=== WHAT YOU WILL DO ===
Would you copy only the lines below, beginning with the one that contains "asers_palette_len(doc: *const Document)" and running through the last entry line?

=== DATA SUPPLIED ===
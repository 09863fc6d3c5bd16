//! Foreign function interface.
//!
//! A document returned by `asers_open` or `asers_load_from_memory`
//! must be released with `asers_document_free`, exactly once.

use std::ffi::CStr;
use std::path::Path;
use std::ptr;
use std::slice;
use libc::{c_char,c_int,c_uint,size_t};

use ::Document;

// Log with "file:line - " prefix, for more informative error messages.
macro_rules! printerrorln {
    ($e:expr) => {
        error!("{}:{} - {}", file!(), line!(), $e);
    };
}

fn into_raw(res: ::AseResult<Document>)
        -> *mut Document {
    match res {
        Ok(doc) => Box::into_raw(Box::new(doc)),
        Err(e) => {
            printerrorln!(e);
            ptr::null_mut()
        },
    }
}

/*--------------------------------------------------------------*/
/* Document                                                     */
/*--------------------------------------------------------------*/

/// Open and decode an ASE file.
#[no_mangle]
pub extern "C" fn asers_open(filename: *const c_char)
        -> *mut Document {
    if filename.is_null() {
        printerrorln!("bad input parameters");
        return ptr::null_mut();
    }

    let cstr = unsafe{ CStr::from_ptr(filename) };
    match cstr.to_str() {
        Ok(s) => into_raw(Document::open(Path::new(s))),
        Err(e) => {
            printerrorln!(e);
            ptr::null_mut()
        },
    }
}

/// Decode an ASE document held in memory.
#[no_mangle]
pub extern "C" fn asers_load_from_memory(src: *const u8, src_len: size_t)
        -> *mut Document {
    if src.is_null() {
        printerrorln!("bad input parameters");
        return ptr::null_mut();
    }

    let src_slice = unsafe{ slice::from_raw_parts(src, src_len) };
    into_raw(Document::from_bytes(src_slice))
}

/// Release a document and everything it owns.
#[no_mangle]
pub extern "C" fn asers_document_free(doc: *mut Document) {
    if doc.is_null() {
        return;
    }

    let doc = unsafe{ Box::from_raw(doc) };
    doc.release();
}

/// Get the document width.
#[no_mangle]
pub extern "C" fn asers_width(doc: *const Document)
        -> c_uint {
    if doc.is_null() {
        printerrorln!("bad input parameters");
        return 0;
    }

    let doc = unsafe{ &*doc };
    doc.width as c_uint
}

/// Get the document height.
#[no_mangle]
pub extern "C" fn asers_height(doc: *const Document)
        -> c_uint {
    if doc.is_null() {
        printerrorln!("bad input parameters");
        return 0;
    }

    let doc = unsafe{ &*doc };
    doc.height as c_uint
}

/// Get the bits per pixel.
#[no_mangle]
pub extern "C" fn asers_depth(doc: *const Document)
        -> c_uint {
    if doc.is_null() {
        printerrorln!("bad input parameters");
        return 0;
    }

    let doc = unsafe{ &*doc };
    doc.color_depth.bits_per_pixel() as c_uint
}

/// Get the frame count.
#[no_mangle]
pub extern "C" fn asers_frame_count(doc: *const Document)
        -> c_uint {
    if doc.is_null() {
        printerrorln!("bad input parameters");
        return 0;
    }

    let doc = unsafe{ &*doc };
    doc.frames.len() as c_uint
}

/// Get a frame's duration in milliseconds, or -1 if there is no such
/// frame.
#[no_mangle]
pub extern "C" fn asers_frame_duration(doc: *const Document, frame: c_uint)
        -> c_int {
    if doc.is_null() {
        printerrorln!("bad input parameters");
        return -1;
    }

    let doc = unsafe{ &*doc };
    match doc.frames.get(frame as usize) {
        Some(f) => f.duration as c_int,
        None => -1,
    }
}

/// Get the layer count.
#[no_mangle]
pub extern "C" fn asers_layer_count(doc: *const Document)
        -> c_uint {
    if doc.is_null() {
        printerrorln!("bad input parameters");
        return 0;
    }

    let doc = unsafe{ &*doc };
    doc.layers.len() as c_uint
}

/// Get the palette size.
#[no_mangle]
pub extern "C" fn asers_palette_len(doc: *const Document)
        -> c_uint {
    if doc.is_null() {
        printerrorln!("bad input parameters");
        return 0;
    }

    let doc = unsafe{ &*doc };
    doc.palette.len() as c_uint
}

/// Copy the palette as RGBA quadruples into `dst`, which must hold
/// `4 * dst_len` bytes.  Returns the number of colours copied.
#[no_mangle]
pub extern "C" fn asers_copy_palette(
        doc: *const Document, dst: *mut u8, dst_len: size_t)
        -> c_uint {
    if doc.is_null() || dst.is_null() {
        printerrorln!("bad input parameters");
        return 0;
    }

    let dst_bytes = match dst_len.checked_mul(4) {
        Some(n) => n,
        None => {
            printerrorln!("palette buffer too large");
            return 0;
        },
    };

    let doc = unsafe{ &*doc };
    let dst_slice = unsafe{ slice::from_raw_parts_mut(dst, dst_bytes) };
    let mut n = 0;
    for (c, d) in doc.palette.colors.iter().zip(dst_slice.chunks_mut(4)) {
        d.copy_from_slice(&[c.r, c.g, c.b, c.a]);
        n = n + 1;
    }

    n as c_uint
}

=== FINISHED EXERCISE ===
pub extern "C" fn asers_palette_len(doc: *const Document)
        -> c_uint {
    if doc.is_null() {
        printerrorln!("bad input parameters");
        return 0;
    }

    let doc = unsafe{ &*doc };
    doc.palette.len() as c_uint
}

/// Copy the palette as RGBA quadruples into `dst`, which must hold
/// `4 * dst_len` bytes.  Returns the number of colours copied.
#[no_mangle]
pub extern "C" fn asers_copy_palette(
        doc: *const Document, dst: *mut u8, dst_len: size_t)
        -> c_uint {
    if doc.is_null() || dst.is_null() {
        printerrorln!("bad input parameters");
        return 0;
    }

    let dst_bytes = match dst_len.checked_mul(4) {
        Some(n) => n,
        None => {
            printerrorln!("palette buffer too large");
            return 0;
        },
    };

    let doc = unsafe{ &*doc };
    let dst_slice = unsafe{ slice::from_raw_parts_mut(dst, dst_bytes) };
    let mut n = 0;
    for (c, d) in doc.palette.colors.iter().zip(dst_slice.chunks_mut(4)) {
        d.copy_from_slice(&[c.r, c.g, c.b, c.a]);
        n = n + 1;
    }

    n as c_uint
}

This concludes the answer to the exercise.